Over the past few years, I’ve fallen prey to using my phone for hits of instant gratification. What used to be rolling the slots on Facebook and checking Twitter has now evolved into rolling the slots on TikTok and checking Discord and Bluesky. I truly hate it. You scroll and scroll through tons of slop, ads, and discourse until you hit big with something funny or interesting. You share that with your friends who won’t watch it, and then bring it up in conversation later about how you couldn’t stop laughing at the “funniest thing” you’ve ever seen. Rinse. Repeat. Ugh, I’m getting sick just thinking about it.
The common diagnosis of this is what people call “terminally online”. It’s when people become dependent on constant dopamine hits the box in their hand gives. The idea of touching the green stuff you find outside is sickening. You have an acute knowledge of December 21st, 2020 and “A Bigger Navy”. You feel a sense of rage matched only by John Wick because someone argued with you about the “real reason” the price of video games is $60. (It’s now $70 so take that. I win.)
How do people fall into the trap of becoming terminally online? Well for me, I felt alone. Even as a kid on GaiaOnline, I found it difficult to talk to people about my interests. When you’re so passionate about media in a way most people haven’t experienced before, it’s so easy to be discouraged when you see them check out of the conversation. I thought that without that commonality, it was impossible to talk to anyone. Who the fuck cares about the weather when the new Pokemon game just released! Turns out, most people do.

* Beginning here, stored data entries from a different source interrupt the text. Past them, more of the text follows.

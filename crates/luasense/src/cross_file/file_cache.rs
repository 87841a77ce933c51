//
// cross_file/file_cache.rs
//
// Path-keyed and content-keyed memoization for parsed file data
//

use std::collections::hash_map::DefaultHasher;
use std::collections::HashMap;
use std::hash::{Hash, Hasher};
use std::num::NonZeroUsize;
use std::path::{Path, PathBuf};
use std::sync::{Arc, Mutex};
use std::time::SystemTime;

use lru::LruCache;

/// A parsed value together with the wall-clock time the file was read.
#[derive(Debug)]
struct CacheEntry<T> {
    read_time: SystemTime,
    value: Arc<T>,
}

/// Memoizes a parse of a file, revalidated by modification time.
///
/// An entry is fresh while `modified(path) < read_time`. Stale entries are
/// replaced wholesale by a new parse, never mutated. Entries are never
/// evicted; the map lives as long as the cache.
///
/// Missing or unreadable files yield `T::default()` and store nothing, so a
/// file that appears later is picked up on the next request.
#[derive(Debug)]
pub struct FileCache<T> {
    inner: Mutex<HashMap<PathBuf, CacheEntry<T>>>,
}

impl<T> Default for FileCache<T> {
    fn default() -> Self {
        Self {
            inner: Mutex::new(HashMap::new()),
        }
    }
}

impl<T: Default> FileCache<T> {
    pub fn new() -> Self {
        Self::default()
    }

    /// Return the cached value for `path`, parsing the file with `parse` if
    /// there is no fresh entry. The parse runs without holding the lock.
    pub fn get_or_parse<F>(&self, path: &Path, parse: F) -> Arc<T>
    where
        F: FnOnce(&str) -> T,
    {
        let Some(modified) = file_modified(path) else {
            log::trace!("FileCache: {} not found, using empty value", path.display());
            return Arc::new(T::default());
        };

        if let Some(value) = self.get_if_fresh(path, modified) {
            return value;
        }

        // Taken before the read so a write racing the read is seen as newer.
        let read_time = SystemTime::now();
        let content = match std::fs::read_to_string(path) {
            Ok(content) => content,
            Err(e) => {
                log::trace!("FileCache: failed to read {}: {}", path.display(), e);
                return Arc::new(T::default());
            }
        };

        let value = Arc::new(parse(&content));
        if let Ok(mut guard) = self.inner.lock() {
            guard.insert(
                path.to_path_buf(),
                CacheEntry {
                    read_time,
                    value: Arc::clone(&value),
                },
            );
        }
        value
    }

    fn get_if_fresh(&self, path: &Path, modified: SystemTime) -> Option<Arc<T>> {
        let guard = self.inner.lock().ok()?;
        guard
            .get(path)
            .filter(|entry| modified < entry.read_time)
            .map(|entry| Arc::clone(&entry.value))
    }

    /// Whether any entry (fresh or stale) exists for `path`.
    pub fn contains(&self, path: &Path) -> bool {
        self.inner
            .lock()
            .map(|guard| guard.contains_key(path))
            .unwrap_or(false)
    }

    pub fn len(&self) -> usize {
        self.inner.lock().map(|guard| guard.len()).unwrap_or(0)
    }

    pub fn is_empty(&self) -> bool {
        self.len() == 0
    }

    /// Drop the entry for `path` so the next request reparses.
    pub fn invalidate(&self, path: &Path) {
        if let Ok(mut guard) = self.inner.lock() {
            guard.remove(path);
        }
    }
}

/// Default number of buffer parses kept by a [`ContentCache`]
pub const DEFAULT_CONTENT_CACHE_CAPACITY: usize = 64;

/// Memoizes a parse of in-memory text, keyed by a hash of the text.
///
/// Used for open buffers whose content differs from disk. Buffer text
/// changes on every keystroke, so entries are bounded with LRU eviction.
pub struct ContentCache<T> {
    inner: Mutex<LruCache<u64, Arc<T>>>,
}

impl<T> std::fmt::Debug for ContentCache<T> {
    fn fmt(&self, f: &mut std::fmt::Formatter<'_>) -> std::fmt::Result {
        f.debug_struct("ContentCache").finish_non_exhaustive()
    }
}

impl<T> Default for ContentCache<T> {
    fn default() -> Self {
        Self::with_capacity(DEFAULT_CONTENT_CACHE_CAPACITY)
    }
}

impl<T> ContentCache<T> {
    pub fn with_capacity(cap: usize) -> Self {
        Self {
            inner: Mutex::new(LruCache::new(non_zero_capacity(cap))),
        }
    }

    pub fn get_or_parse<F>(&self, text: &str, parse: F) -> Arc<T>
    where
        F: FnOnce(&str) -> T,
    {
        let key = content_hash(text);
        if let Ok(mut guard) = self.inner.lock() {
            if let Some(value) = guard.get(&key) {
                return Arc::clone(value);
            }
        }

        let value = Arc::new(parse(text));
        if let Ok(mut guard) = self.inner.lock() {
            guard.push(key, Arc::clone(&value));
        }
        value
    }

    pub fn len(&self) -> usize {
        self.inner.lock().map(|guard| guard.len()).unwrap_or(0)
    }

    pub fn is_empty(&self) -> bool {
        self.len() == 0
    }
}

fn non_zero_capacity(cap: usize) -> NonZeroUsize {
    NonZeroUsize::new(cap)
        .or(NonZeroUsize::new(DEFAULT_CONTENT_CACHE_CAPACITY))
        .unwrap_or(NonZeroUsize::MIN)
}

/// 64-bit hash of buffer text.
pub fn content_hash(text: &str) -> u64 {
    let mut hasher = DefaultHasher::new();
    text.hash(&mut hasher);
    hasher.finish()
}

/// Modification time of a regular file, or `None` if it cannot be stat'ed.
pub fn file_modified(path: &Path) -> Option<SystemTime> {
    let metadata = std::fs::metadata(path).ok()?;
    if !metadata.is_file() {
        return None;
    }
    metadata.modified().ok()
}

It’s so easy to turn to an online space of people from all over the world who are all interested in similar, if not the same, things. It’s so easy to talk to people when the thoughts and opinions are pretty homogenized. It’s so easy to feel better by hitting the button on the side of my phone, tapping the music note, and scroll for hours until I find the “one” video I’m looking for, then hit the share button and send it to a friend. Look! A conversation! They laugh reacted to what I sent. See, I’m so social. No one else understands. They understand. They really get me. But why do I still feel empty? Why do I have Just a Girl by No Doubt stuck in my head? Why am I repeating “Another one, Thank you”?
I’m tired of everything competing for my attention. I’m tired of coming home from work to immediately get angry because of some random post on Twitter. I’m tired of my online spaces being cool until they’re not. It’s not necessary. To be honest with you, I don’t have an answer for any of this.
I’ve taken a lot of time away from it all. I’ve set time limits on the apps on my phone and turned off damn near all notifications. I’ve set scheduled hangouts with my friends in real life, my friends I’ve met online, and my fiance. I recently purchased a retro handheld device that has a second screen where currently, I’m playing Megaman Battle Network 2 on the top screen and following a guide on the bottom. I purchased a DAP (Digital Audio Player) and started purchasing and listening to albums that my friends recommended me. I signed up for the DSA (Democratic Socialists of America) and have been pushing myself to jump in, most recently joining the Mutual Aid working group and feeding people in my city. Everything and anything to allow me to feel that same sense of gratification I felt when I was younger. I look forward to my Monday hangouts. I look forward to doing crosswords and puzzles on Thursdays with my friends. Every Friday, my fiance and I do something for just the 2 of us. 2025 may have been a shitty year for the world, but it was the most formative for me. I’m still learning but I’m starting to feel better about, well, all of this.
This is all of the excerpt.